● **Exercise requirements**
In the entries below, identify every line with the string "SourceLoader" and copy it.

● **Records for the exercise**
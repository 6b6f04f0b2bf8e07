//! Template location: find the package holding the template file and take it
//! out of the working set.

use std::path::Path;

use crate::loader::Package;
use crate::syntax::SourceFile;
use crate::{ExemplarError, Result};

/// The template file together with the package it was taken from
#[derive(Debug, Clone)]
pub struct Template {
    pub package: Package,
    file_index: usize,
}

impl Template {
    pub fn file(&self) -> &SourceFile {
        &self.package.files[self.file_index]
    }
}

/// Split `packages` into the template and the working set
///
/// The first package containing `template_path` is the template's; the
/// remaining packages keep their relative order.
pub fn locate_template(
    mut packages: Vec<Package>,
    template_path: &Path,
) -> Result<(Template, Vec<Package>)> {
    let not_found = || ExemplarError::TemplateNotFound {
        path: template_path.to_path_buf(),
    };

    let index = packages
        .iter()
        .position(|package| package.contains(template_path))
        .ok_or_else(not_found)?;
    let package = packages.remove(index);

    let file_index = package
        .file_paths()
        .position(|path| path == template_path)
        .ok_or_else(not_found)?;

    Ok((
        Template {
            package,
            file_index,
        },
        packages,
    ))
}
...
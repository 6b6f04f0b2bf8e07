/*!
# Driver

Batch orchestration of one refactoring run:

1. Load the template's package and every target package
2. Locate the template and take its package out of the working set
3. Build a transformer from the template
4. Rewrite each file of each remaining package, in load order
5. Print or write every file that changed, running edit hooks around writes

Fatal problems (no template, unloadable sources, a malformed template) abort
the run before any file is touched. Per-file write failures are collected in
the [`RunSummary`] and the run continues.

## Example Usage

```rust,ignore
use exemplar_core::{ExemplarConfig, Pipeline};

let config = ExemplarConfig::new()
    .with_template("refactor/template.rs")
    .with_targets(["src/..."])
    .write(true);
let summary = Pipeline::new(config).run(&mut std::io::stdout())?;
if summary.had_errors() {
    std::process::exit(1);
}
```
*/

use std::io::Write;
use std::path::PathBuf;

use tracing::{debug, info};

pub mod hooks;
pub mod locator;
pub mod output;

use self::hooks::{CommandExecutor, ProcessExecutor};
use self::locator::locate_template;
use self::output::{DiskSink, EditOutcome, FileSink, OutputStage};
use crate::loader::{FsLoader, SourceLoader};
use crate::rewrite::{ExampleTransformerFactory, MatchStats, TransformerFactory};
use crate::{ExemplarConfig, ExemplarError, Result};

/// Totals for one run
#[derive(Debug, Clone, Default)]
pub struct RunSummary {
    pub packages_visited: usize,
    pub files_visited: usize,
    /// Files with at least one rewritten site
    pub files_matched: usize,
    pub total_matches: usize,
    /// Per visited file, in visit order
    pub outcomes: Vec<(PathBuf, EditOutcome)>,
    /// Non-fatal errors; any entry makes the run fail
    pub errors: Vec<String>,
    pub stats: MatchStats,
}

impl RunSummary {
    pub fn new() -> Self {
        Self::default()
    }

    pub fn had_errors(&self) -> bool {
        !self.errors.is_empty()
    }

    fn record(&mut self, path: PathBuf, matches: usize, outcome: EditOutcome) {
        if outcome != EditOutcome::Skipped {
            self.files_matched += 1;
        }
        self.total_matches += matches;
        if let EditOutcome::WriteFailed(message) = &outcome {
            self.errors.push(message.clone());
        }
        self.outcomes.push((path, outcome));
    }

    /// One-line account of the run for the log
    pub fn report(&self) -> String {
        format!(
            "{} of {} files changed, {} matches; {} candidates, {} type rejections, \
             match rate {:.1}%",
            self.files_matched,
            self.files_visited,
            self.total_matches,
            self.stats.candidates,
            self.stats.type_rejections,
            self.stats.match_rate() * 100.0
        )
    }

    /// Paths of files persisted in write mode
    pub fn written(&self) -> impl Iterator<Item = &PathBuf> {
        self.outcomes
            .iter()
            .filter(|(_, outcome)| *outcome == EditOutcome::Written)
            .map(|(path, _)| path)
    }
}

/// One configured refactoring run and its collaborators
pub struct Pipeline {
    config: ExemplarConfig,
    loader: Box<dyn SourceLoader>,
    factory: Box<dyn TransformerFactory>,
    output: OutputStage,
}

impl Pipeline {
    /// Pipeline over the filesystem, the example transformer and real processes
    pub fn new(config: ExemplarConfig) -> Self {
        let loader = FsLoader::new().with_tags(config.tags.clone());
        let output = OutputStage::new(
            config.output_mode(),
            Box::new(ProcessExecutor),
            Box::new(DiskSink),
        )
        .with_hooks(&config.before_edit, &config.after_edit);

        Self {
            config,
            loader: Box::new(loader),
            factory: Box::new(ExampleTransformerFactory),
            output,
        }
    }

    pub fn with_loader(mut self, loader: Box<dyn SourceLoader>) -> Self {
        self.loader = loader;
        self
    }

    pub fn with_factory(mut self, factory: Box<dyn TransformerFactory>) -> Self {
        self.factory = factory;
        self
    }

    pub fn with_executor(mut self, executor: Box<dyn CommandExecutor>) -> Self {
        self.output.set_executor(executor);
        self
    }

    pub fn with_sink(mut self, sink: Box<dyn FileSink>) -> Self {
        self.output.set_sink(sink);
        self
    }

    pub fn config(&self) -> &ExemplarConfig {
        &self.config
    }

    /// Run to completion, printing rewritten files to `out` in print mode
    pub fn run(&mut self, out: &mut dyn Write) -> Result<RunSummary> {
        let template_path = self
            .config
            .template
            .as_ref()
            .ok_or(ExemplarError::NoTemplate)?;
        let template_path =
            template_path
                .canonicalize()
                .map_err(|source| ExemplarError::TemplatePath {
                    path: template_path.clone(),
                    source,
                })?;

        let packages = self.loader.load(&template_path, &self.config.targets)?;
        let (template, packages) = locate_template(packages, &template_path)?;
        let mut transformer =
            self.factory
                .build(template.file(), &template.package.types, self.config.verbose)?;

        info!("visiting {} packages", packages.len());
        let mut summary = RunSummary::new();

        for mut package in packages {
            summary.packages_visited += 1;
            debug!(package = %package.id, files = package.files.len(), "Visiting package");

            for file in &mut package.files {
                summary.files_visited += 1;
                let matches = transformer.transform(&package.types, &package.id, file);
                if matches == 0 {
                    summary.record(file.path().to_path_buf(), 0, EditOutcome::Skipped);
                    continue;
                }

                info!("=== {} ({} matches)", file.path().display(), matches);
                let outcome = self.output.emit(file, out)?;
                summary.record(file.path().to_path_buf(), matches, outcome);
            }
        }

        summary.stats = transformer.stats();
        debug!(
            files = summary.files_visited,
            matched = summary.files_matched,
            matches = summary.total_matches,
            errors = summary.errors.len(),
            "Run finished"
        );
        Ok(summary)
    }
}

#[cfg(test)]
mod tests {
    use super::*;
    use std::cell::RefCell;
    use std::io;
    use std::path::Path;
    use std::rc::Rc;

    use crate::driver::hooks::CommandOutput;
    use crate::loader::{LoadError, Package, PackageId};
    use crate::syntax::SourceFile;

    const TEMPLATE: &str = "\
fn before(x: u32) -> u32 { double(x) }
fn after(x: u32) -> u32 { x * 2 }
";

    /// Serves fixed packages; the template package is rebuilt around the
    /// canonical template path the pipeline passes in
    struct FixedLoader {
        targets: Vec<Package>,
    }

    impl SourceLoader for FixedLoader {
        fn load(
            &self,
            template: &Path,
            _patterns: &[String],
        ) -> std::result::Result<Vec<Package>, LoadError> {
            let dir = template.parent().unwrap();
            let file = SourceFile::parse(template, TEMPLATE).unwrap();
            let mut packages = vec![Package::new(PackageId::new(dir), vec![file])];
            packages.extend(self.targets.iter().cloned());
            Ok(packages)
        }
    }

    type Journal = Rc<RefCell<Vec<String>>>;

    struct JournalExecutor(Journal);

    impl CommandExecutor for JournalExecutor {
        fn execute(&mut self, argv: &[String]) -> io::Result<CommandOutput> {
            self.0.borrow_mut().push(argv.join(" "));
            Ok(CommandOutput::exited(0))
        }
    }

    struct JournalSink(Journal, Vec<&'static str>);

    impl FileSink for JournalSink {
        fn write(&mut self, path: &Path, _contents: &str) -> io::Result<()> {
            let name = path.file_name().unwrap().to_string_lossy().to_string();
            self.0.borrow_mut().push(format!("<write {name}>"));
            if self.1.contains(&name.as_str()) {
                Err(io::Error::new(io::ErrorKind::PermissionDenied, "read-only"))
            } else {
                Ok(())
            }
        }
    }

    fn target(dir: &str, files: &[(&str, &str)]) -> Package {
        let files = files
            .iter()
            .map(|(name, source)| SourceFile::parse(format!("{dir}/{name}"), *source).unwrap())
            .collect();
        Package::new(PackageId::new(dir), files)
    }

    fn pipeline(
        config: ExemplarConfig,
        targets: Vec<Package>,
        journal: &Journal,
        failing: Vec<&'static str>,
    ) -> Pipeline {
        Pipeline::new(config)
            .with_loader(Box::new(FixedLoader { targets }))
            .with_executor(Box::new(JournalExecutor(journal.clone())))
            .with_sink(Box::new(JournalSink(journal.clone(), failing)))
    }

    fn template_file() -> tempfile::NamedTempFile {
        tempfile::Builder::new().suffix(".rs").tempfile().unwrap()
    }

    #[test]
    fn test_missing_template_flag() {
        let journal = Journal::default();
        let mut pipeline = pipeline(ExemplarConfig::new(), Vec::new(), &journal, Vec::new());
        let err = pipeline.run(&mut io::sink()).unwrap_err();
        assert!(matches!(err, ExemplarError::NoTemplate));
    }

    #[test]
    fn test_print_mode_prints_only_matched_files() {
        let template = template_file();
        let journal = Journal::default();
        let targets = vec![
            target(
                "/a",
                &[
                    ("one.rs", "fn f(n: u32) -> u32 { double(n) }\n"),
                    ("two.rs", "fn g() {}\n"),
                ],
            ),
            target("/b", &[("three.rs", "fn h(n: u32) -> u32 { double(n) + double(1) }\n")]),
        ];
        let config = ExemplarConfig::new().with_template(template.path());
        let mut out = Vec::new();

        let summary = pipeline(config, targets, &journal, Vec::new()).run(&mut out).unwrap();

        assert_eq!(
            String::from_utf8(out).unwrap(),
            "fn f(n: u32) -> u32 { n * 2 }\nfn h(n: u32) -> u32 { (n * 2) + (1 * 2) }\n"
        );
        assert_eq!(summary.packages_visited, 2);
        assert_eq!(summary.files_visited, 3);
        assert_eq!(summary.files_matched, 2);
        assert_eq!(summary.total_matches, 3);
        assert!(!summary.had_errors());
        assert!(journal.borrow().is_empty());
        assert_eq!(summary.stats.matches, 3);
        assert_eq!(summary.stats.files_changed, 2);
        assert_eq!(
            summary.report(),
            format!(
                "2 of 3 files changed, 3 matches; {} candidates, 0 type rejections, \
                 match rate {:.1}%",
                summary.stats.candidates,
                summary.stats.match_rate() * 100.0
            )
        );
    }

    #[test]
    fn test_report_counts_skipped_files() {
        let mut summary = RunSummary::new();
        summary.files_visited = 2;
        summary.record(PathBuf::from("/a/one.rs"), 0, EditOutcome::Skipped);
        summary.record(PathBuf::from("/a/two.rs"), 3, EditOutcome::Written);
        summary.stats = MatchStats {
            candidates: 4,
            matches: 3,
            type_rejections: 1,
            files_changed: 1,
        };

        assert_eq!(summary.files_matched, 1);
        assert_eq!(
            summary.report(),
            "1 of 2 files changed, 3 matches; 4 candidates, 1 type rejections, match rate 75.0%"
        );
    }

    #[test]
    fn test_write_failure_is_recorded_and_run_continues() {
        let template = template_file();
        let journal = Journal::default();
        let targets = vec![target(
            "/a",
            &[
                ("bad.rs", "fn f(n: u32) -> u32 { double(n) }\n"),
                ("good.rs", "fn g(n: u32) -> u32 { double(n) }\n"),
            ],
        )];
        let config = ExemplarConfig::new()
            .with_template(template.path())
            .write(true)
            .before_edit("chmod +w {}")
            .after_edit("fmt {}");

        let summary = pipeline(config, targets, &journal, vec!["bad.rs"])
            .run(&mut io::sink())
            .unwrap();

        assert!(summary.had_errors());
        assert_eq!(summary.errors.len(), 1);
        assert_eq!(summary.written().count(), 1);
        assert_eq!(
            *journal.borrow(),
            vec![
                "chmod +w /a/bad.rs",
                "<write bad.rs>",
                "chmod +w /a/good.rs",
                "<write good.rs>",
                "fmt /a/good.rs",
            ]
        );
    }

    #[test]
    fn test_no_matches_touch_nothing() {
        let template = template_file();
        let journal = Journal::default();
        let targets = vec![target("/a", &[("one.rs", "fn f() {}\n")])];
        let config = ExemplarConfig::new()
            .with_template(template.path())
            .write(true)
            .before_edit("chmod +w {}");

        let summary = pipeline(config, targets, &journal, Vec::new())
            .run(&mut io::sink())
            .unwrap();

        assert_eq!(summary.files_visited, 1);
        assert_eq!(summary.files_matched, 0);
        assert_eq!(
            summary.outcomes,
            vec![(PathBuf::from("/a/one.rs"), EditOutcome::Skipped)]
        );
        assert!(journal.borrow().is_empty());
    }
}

● **Response**
use crate::loader::{FsLoader, SourceLoader};
    loader: Box<dyn SourceLoader>,
    pub fn with_loader(mut self, loader: Box<dyn SourceLoader>) -> Self {
    impl SourceLoader for FixedLoader {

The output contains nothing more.